On the whole a diet that includes meat has a higher carbon footprint than a diet of plant foods. That’s because meat production is largely centered on CAFOs–factory farms that are divorced from the countryside where livestock used to be raised. Factory animals are fed almost nothing but corn, which is often shipped long distances. After the slaughter meat is shipped out in refrigerated box cars and semis.
This situation is one reason why I disagree that living in large cities will benefit the global environment. Living rurally permits one to live close to farms and pastures. And the food tastes better.
If I consume grass-fed beef from a pasture a few miles away, how does my carbon footprint compare with eating tofu from soybeans that were raised in South America where the Amazon forest is being cut everyday to make room for new soybean fields?
But I have to admit that most people live in cities and eat industrialized, carbon-intensive meat.

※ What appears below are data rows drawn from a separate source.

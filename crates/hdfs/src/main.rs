//! HDFS command-line tool
//!
//! A small filesystem shell on top of `hdfsclient`.

use anyhow::{anyhow, bail, Context, Result};
use clap::{Parser, Subcommand};
use hdfsclient::{
    BlockLocation, FileInfo, FilesystemSession, MiniCluster, MiniClusterConfig, NativeClient,
    OpenMode, OpenOptions, SessionConfig,
};
use hdfsconfig::HdfsConfig;
use rand::RngCore;
use std::io::{self, Read, Write};
use std::path::Path;
use std::process::ExitCode;
use std::time::{Duration, Instant};
use tracing::{debug, info};
use tracing_subscriber::EnvFilter;

const BENCH_CHUNK: usize = 64 * 1024;
const MIB: usize = 1024 * 1024;

#[derive(Parser)]
#[command(name = "hdfs")]
#[command(about = "HDFS filesystem client", long_about = None)]
struct Cli {
    /// Client configuration file path
    #[arg(
        short = 'c',
        long,
        env = "HDFS_CONF",
        default_value = "/etc/hadoop/conf/hdfs-client.conf"
    )]
    conf: String,

    /// Namenode host
    /// If not specified, will be read from the configuration file
    #[arg(long, env = "HDFS_NAMENODE")]
    host: Option<String>,

    /// Namenode port
    #[arg(long)]
    port: Option<u16>,

    /// User to connect as
    #[arg(short, long)]
    user: Option<String>,

    /// Run against an in-process cluster instead of a real namenode
    #[arg(long)]
    in_memory: bool,

    /// Give up after this many seconds
    #[arg(long, value_name = "SECONDS")]
    timeout: Option<u64>,

    /// Enable debug logging
    #[arg(short, long)]
    debug: bool,

    /// Print metadata as JSON
    #[arg(long)]
    json: bool,

    #[command(subcommand)]
    command: Commands,
}

#[derive(Subcommand)]
enum Commands {
    /// List a directory
    Ls {
        #[arg(default_value = "/")]
        path: String,
    },
    /// Show metadata for a path
    Stat { path: String },
    /// Create a directory and its parents
    Mkdir { path: String },
    /// Remove a file or directory
    Rm {
        /// Remove directories and their contents
        #[arg(short, long)]
        recursive: bool,
        path: String,
    },
    /// Rename a file or directory
    Mv { from: String, to: String },
    /// Copy a local file (or stdin) into HDFS
    Put {
        /// Input file ("-" for stdin)
        local: String,
        /// Destination path
        remote: String,
        /// Replication factor of the new file
        #[arg(short, long)]
        replication: Option<u16>,
        /// Append instead of overwriting
        #[arg(short, long)]
        append: bool,
    },
    /// Copy an HDFS file to a local file (or stdout)
    Get {
        /// Source path
        remote: String,
        /// Output file ("-" for stdout)
        local: String,
    },
    /// Print a file to stdout
    Cat { path: String },
    /// Show which datanodes hold the blocks of a file
    Locations {
        path: String,
        #[arg(long, default_value = "0")]
        start: u64,
        /// Length of the range (default: to end of file)
        #[arg(long)]
        length: Option<u64>,
    },
    /// Change permission bits (octal, e.g. 755)
    Chmod { mode: String, path: String },
    /// Change owner and/or group (OWNER, OWNER:GROUP or :GROUP)
    Chown { owner: String, path: String },
    /// Change the replication factor of a file
    Setrep { replication: u16, path: String },
    /// Shrink a file
    Truncate { length: u64, path: String },
    /// Exit with status 0 if the path exists
    Test {
        #[arg(short = 'e', long = "exists")]
        exists: bool,
        path: String,
    },
    /// Write a file, read it back in 64 KiB chunks and report throughput
    Bench {
        /// Amount of data to write, in MiB
        #[arg(long, default_value = "64")]
        size_mib: usize,
        /// Scratch file (removed afterwards)
        #[arg(long, default_value = "/tmp/hdfs-bench")]
        path: String,
        /// Replication factor of the scratch file
        #[arg(short, long)]
        replication: Option<u16>,
    },
}

fn main() -> Result<ExitCode> {
    let cli = Cli::parse();

    // Setup logging
    let default_level = if cli.debug { "debug" } else { "warn" };
    let filter =
        EnvFilter::try_from_default_env().unwrap_or_else(|_| EnvFilter::new(default_level));

    tracing_subscriber::fmt()
        .with_env_filter(filter)
        .with_writer(std::io::stderr)
        .init();

    let (session_config, open_options) = load_config(&cli)?;
    let deadline = cli.timeout.map(Duration::from_secs);

    run_with_deadline(deadline, move || run(cli, session_config, open_options))
}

Does that mean we should all be vegans? (A vegetarian’s diet accounts for close to the same amount of carbon as a meat-eater. That’s because eggs and dairy are inextricable from the livestock industries.) I support the decision to become a vegan, but looking at diet strictly as an issue of using energy, I believe a more accessible goal would be to reduce the amount of meat we eat and to eat free-range animals. Most Americans eat way more protein than they need.
If you don’t want to be a vegan, eat less meat and choose wisely the kind of meat you eat.